**Problem statement**
From the line with "pub fn get(&self, id: TraceId)" to the line with "self.order.is_empty()", retype every line exactly, including those two, and leave out the rest of the data below.

Stored entries
====================

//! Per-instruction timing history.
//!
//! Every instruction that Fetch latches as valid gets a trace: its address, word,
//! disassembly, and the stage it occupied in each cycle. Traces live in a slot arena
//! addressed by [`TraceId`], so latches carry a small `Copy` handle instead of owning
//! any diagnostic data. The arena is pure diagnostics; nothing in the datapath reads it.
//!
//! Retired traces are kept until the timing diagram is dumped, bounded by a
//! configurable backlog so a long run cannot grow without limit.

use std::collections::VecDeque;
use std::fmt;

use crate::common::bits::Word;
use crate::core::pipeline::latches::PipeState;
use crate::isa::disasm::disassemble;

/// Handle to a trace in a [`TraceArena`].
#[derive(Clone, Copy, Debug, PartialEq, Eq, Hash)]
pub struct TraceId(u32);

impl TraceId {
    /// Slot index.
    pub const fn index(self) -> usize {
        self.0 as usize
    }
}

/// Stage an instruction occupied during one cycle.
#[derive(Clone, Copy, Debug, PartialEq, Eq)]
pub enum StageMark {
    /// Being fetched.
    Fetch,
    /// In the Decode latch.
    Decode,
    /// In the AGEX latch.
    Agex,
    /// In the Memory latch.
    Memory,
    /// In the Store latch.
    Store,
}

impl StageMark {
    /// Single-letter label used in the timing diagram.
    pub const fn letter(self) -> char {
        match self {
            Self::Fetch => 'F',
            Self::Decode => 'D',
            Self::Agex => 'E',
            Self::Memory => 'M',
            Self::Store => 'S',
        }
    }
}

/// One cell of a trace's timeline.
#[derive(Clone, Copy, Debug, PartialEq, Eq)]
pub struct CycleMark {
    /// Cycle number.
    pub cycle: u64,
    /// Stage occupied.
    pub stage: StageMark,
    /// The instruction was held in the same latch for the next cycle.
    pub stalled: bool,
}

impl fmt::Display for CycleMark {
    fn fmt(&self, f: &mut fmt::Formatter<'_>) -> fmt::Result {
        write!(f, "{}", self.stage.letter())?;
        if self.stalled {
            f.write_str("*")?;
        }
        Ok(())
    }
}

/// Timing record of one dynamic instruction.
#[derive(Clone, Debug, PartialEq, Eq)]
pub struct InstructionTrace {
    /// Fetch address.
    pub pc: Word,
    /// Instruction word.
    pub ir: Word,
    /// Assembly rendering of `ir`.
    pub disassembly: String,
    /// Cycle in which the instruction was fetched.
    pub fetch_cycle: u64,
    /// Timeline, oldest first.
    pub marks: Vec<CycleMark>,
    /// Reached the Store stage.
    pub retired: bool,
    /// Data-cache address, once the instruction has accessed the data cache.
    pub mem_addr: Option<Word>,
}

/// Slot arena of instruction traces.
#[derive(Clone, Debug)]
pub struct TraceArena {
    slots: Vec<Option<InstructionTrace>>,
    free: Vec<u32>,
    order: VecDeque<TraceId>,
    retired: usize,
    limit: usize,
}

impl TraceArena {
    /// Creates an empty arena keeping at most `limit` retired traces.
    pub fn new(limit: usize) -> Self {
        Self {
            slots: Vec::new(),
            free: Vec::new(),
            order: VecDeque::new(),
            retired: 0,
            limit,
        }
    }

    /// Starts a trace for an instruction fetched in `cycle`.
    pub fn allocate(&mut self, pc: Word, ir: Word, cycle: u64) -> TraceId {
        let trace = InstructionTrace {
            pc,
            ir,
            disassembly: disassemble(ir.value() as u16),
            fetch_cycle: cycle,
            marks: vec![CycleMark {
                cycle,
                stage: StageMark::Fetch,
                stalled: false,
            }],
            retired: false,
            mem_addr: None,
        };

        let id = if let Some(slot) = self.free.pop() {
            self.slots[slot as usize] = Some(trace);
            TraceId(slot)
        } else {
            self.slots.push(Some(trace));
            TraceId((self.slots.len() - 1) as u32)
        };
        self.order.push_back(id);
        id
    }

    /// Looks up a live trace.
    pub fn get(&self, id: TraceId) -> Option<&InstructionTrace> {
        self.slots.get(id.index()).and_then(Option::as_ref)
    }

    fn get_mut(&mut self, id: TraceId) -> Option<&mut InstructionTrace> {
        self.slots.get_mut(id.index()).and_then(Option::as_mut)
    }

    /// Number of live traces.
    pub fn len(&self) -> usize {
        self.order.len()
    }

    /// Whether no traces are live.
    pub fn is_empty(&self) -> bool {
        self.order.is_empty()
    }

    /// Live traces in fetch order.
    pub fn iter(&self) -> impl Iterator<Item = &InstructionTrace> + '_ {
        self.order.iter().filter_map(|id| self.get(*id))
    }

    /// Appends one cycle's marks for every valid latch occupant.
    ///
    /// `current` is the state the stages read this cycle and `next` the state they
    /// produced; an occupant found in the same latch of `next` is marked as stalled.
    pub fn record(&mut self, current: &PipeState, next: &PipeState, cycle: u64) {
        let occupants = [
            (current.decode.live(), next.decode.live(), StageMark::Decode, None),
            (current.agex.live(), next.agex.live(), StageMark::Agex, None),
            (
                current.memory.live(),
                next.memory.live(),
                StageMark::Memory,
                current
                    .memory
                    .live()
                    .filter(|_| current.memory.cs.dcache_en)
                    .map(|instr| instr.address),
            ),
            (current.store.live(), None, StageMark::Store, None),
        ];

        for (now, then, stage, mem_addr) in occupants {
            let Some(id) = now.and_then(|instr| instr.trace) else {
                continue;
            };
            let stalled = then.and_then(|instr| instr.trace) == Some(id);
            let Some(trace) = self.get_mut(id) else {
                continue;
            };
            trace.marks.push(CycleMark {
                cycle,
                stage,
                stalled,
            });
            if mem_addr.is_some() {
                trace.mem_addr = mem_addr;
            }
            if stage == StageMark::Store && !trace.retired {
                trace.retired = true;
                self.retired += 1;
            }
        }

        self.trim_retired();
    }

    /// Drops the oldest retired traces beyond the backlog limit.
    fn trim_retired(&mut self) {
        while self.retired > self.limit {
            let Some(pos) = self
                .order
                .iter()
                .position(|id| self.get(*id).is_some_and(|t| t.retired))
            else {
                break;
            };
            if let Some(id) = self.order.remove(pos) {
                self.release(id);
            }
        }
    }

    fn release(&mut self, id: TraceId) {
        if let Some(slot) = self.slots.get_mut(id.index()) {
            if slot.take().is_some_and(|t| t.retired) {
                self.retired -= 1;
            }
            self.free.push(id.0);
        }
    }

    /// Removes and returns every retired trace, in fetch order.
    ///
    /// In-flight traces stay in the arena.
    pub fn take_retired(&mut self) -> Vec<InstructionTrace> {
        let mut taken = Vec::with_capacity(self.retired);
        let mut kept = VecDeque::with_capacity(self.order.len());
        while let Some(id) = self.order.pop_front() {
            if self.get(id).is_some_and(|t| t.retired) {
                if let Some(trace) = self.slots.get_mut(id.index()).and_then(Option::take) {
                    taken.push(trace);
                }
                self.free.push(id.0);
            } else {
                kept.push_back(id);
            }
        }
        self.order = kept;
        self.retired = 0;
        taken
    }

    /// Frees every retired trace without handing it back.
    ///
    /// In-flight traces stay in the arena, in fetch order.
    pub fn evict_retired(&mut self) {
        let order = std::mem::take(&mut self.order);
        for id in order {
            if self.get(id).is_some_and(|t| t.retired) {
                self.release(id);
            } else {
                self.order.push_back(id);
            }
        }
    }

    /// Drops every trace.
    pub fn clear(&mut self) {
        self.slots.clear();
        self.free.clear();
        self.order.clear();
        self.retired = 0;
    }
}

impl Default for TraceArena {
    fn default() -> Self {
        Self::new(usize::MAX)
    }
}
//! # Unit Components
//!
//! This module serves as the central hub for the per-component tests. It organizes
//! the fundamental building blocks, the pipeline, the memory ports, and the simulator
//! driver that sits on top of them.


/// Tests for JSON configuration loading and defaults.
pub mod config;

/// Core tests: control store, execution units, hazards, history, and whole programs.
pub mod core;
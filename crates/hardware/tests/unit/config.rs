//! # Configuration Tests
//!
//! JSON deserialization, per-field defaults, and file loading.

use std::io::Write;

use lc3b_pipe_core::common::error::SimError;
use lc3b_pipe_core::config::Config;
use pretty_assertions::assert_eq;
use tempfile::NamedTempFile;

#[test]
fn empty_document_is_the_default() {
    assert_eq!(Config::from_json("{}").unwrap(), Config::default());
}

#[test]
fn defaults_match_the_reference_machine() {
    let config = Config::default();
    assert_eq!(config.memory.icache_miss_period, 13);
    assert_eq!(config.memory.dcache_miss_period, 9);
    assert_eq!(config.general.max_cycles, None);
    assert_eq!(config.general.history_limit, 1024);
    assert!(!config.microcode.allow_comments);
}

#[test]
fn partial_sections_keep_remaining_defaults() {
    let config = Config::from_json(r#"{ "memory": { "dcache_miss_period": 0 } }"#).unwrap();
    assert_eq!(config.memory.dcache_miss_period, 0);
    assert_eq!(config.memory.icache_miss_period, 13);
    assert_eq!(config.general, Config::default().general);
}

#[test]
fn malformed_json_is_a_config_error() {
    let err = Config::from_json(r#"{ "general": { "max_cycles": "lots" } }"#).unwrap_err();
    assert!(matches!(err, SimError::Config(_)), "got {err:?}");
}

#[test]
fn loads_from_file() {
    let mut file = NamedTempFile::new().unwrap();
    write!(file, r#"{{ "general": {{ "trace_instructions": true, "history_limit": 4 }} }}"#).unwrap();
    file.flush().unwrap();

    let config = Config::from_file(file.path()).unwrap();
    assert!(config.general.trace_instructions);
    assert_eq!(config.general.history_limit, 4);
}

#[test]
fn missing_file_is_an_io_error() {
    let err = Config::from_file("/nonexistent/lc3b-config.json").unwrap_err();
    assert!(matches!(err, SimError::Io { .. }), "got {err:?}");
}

====================

**Exercise response**
    pub fn get(&self, id: TraceId) -> Option<&InstructionTrace> {
        self.slots.get(id.index()).and_then(Option::as_ref)
    }

    fn get_mut(&mut self, id: TraceId) -> Option<&mut InstructionTrace> {
        self.slots.get_mut(id.index()).and_then(Option::as_mut)
    }

    /// Number of live traces.
    pub fn len(&self) -> usize {
        self.order.len()
    }

    /// Whether no traces are live.
    pub fn is_empty(&self) -> bool {
        self.order.is_empty()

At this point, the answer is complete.